Reputation: 511

How exactly does the Java interpreter or any interpreter work?

I have been figuring out the exact working of an interpreter, have googled around and have come up with some conclusion, just wanted it to be rectified by someone who can give me a better understanding of the working of interpreter.

So what i have understood is:

An interpreter is a software program that converts code from high level language to machine format.
speaking specifically about java interpreter, it gets code in binary format (which is earlier translated by java compiler from source code to bytecode).
now platform for a java interpreter is the JVM, in which it runs, so basically it is going to produce code which can be run by JVM.
so it takes the bytecode produces intermediate code and the target machine code and gives it to JVM.
JVM in turns executes that code on the OS platform in which JVM is implemented or being run.

Now i am still not clear with the sub process that happens in between i.e.

interpreter produces intermediate code.
interpreted code is then optimized.
then target code is generated
and finally executed.

Some more questions:

so is the interpreter alone responsible for generating target code ? and executing it ?
and does executing means it gets executed in JVM or in the underlying OS ?

Upvotes: 13

Answers (5)

Gray

Reputation: 116878

An interpreter is a software program that converts code from high level language to machine format.

No.

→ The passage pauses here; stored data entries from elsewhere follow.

use chrono::NaiveDate;
use mongodb::bson::oid::ObjectId;
use serde::{Deserialize, Serialize};
use validator::Validate;

use crate::validation::validate_alphanumeric;

/// A user document as stored. The password is only ever persisted as a
/// one-way bcrypt digest.
#[derive(Debug, Clone, Serialize, Deserialize)]
pub struct User {
    #[serde(rename = "_id", skip_serializing_if = "Option::is_none")]
    pub id: Option<ObjectId>,
    pub username: String,
    pub password_hash: String,
    pub email: String,
    pub birthday: Option<NaiveDate>,
    /// Ordered, duplicate-permitting sequence of movie references. Any
    /// string is accepted as a movie id; no referential integrity.
    #[serde(default)]
    pub favorite_movies: Vec<String>,
}

/// User information returned in API responses. The password digest never
/// leaves the store.
#[derive(Debug, Serialize, Deserialize)]
pub struct UserResponse {
    #[serde(rename = "_id", skip_serializing_if = "Option::is_none")]
    pub id: Option<ObjectId>,
    pub username: String,
    pub email: String,
    pub birthday: Option<NaiveDate>,
    pub favorite_movies: Vec<String>,
}

impl From<User> for UserResponse {
    fn from(user: User) -> Self {
        Self {
            id: user.id,
            username: user.username,
            email: user.email,
            birthday: user.birthday,
            favorite_movies: user.favorite_movies,
        }
    }
}

/// Body for registration (POST /users) and profile update
/// (PUT /users/:username). Both apply the same field rules.
#[derive(Debug, Deserialize, Validate)]
pub struct UserPayload {
    #[validate(
        length(min = 5, message = "username must be at least 5 characters"),
        custom = "validate_alphanumeric"
    )]
    pub username: String,
    #[validate(length(min = 1, message = "password is required"))]
    pub password: String,
    #[validate(email(message = "email does not appear to be valid"))]
    pub email: String,
    pub birthday: Option<NaiveDate>,
}

#[derive(Debug, Deserialize)]
pub struct LoginRequest {
    pub username: String,
    pub password: String,
}

/// Account fields as handed to the store, password already digested. Used
/// for both insertion and profile replacement.
pub struct NewUser {
    pub username: String,
    pub password_hash: String,
    pub email: String,
    pub birthday: Option<NaiveDate>,
}

#[cfg(test)]
mod tests {
    use super::*;

    fn sample_user() -> User {
        User {
            id: None,
            username: "alice1".into(),
            password_hash: "$2b$12$abcdefghijklmnopqrstuv".into(),
            email: "a@b.com".into(),
            birthday: NaiveDate::from_ymd_opt(1990, 5, 1),
            favorite_movies: vec!["m1".into(), "m1".into()],
        }
    }

    #[test]
    fn response_omits_password_hash() {
        let response = UserResponse::from(sample_user());
        let json = serde_json::to_value(&response).unwrap();

        assert_eq!(json["username"], "alice1");
        assert!(json.get("password_hash").is_none());
        assert!(json.get("password").is_none());
    }

    #[test]
    fn response_keeps_duplicate_favorites() {
        let response = UserResponse::from(sample_user());
        assert_eq!(response.favorite_movies, vec!["m1", "m1"]);
    }

    #[test]
    fn stored_user_serializes_birthday_as_date_string() {
        let json = serde_json::to_value(sample_user()).unwrap();
        assert_eq!(json["birthday"], "1990-05-01");
    }
}
use serde::Serialize;
use validator::{Validate, ValidationError, ValidationErrors};

use crate::error::ApiError;

/// One failed field rule, reported back to the caller.
#[derive(Debug, Clone, Serialize)]
pub struct FieldViolation {
    pub field: String,
    pub message: String,
}

/// Run every rule on the payload and reject with the full violation list if
/// any failed. Rules are independent; nothing short-circuits.
pub fn check<T: Validate>(payload: &T) -> Result<(), ApiError> {
    match payload.validate() {
        Ok(()) => Ok(()),
        Err(errors) => Err(ApiError::Validation(collect_violations(&errors))),
    }
}

/// Flatten `validator`'s nested error map into `{field, message}` pairs.
pub fn collect_violations(errors: &ValidationErrors) -> Vec<FieldViolation> {
    let mut violations: Vec<FieldViolation> = errors
        .field_errors()
        .into_iter()
        .flat_map(|(field, errors)| {
            errors.iter().map(move |error| FieldViolation {
                field: field.to_string(),
                message: error
                    .message
                    .as_ref()
                    .map(|m| m.to_string())
                    .unwrap_or_else(|| error.code.to_string()),
            })
        })
        .collect();

    // field_errors() iterates a map; keep the output stable for callers.
    violations.sort_by(|a, b| a.field.cmp(&b.field).then(a.message.cmp(&b.message)));
    violations
}

pub fn validate_alphanumeric(value: &str) -> Result<(), ValidationError> {
    if value.chars().all(|c| c.is_ascii_alphanumeric()) {
        Ok(())
    } else {
        let mut error = ValidationError::new("alphanumeric");
        error.message = Some("username may only contain alphanumeric characters".into());
        Err(error)
    }
}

That's a compiler. An interpreter is a computer program that executes the instructions written in a language directly. This is different from a compiler that converts a higher level language into a lower language. The C compiler goes from C to assembly code with the assembler (another type of compiler) translates from assembly to machine code -- modern C compilers do both steps to go from C to machine code.

In Java, the java compiler does code verification and converts from Java source to byte-code class files. It also does a number of small processing tasks such as pre-calculation of constants (if possible), caching of strings, etc..

now platform for a java interpreter is the JVM, in which it runs, so basically it is going to produce code which can be run by JVM.

The JVM operates on the bytecode directly. The java interpreter is integrated so closely with the JVM that they shouldn't really be thought of as separate entities. What also is happening is a crap-ton of optimization where bytecode is basically optimized on the fly. This makes calling it just an interpreter inadequate. See below.

so it takes the bytecode produces intermediate code and the target machine code and gives it to JVM.

The JVM is doing these translations.

JVM in turns executes that code on the OS platform in which JVM is implemented or being run.

I'd rather say that the JVM uses the bytecode, optimized user code, the java libraries which include java and native code, in conjunction with OS calls to execute java applications.

now i am still not clear with the sub process that happens in between i.e. 1. interpreter produces intermediate code. 2. interpreted code is then optimized. 3. then target code is generated 4. and finally executed.

The Java compiler generates bytecode. When the JVM executes the code, steps 2-4 happen at runtime inside of the JVM. It is very different than C (for example) which has these separate steps being run by different utilities. Don't think about this as "subprocesses", think about it as modules inside of the JVM.

so is the interpreter alone responsible for generating target code ? and executing it ?

Sort of. The JVM's interpreter by definition reads the bytecode and executes it directly. However, in modern JVMs, the interpreter works in tandem with the Just-In-Time compiler (JIT) to generate native code on the fly so that the JVM can have your code execute more efficiently.

In addition, there are post-processing "compilation" stages which analyze the generated code at runtime so that native code can be optimized by inlining often-used code blocks and through other mechanisms. This is the reason why the JVM load spikes so high on startup. Not only is it loading in the jars and class files, but it is in effect doing a cc -O3 on the fly.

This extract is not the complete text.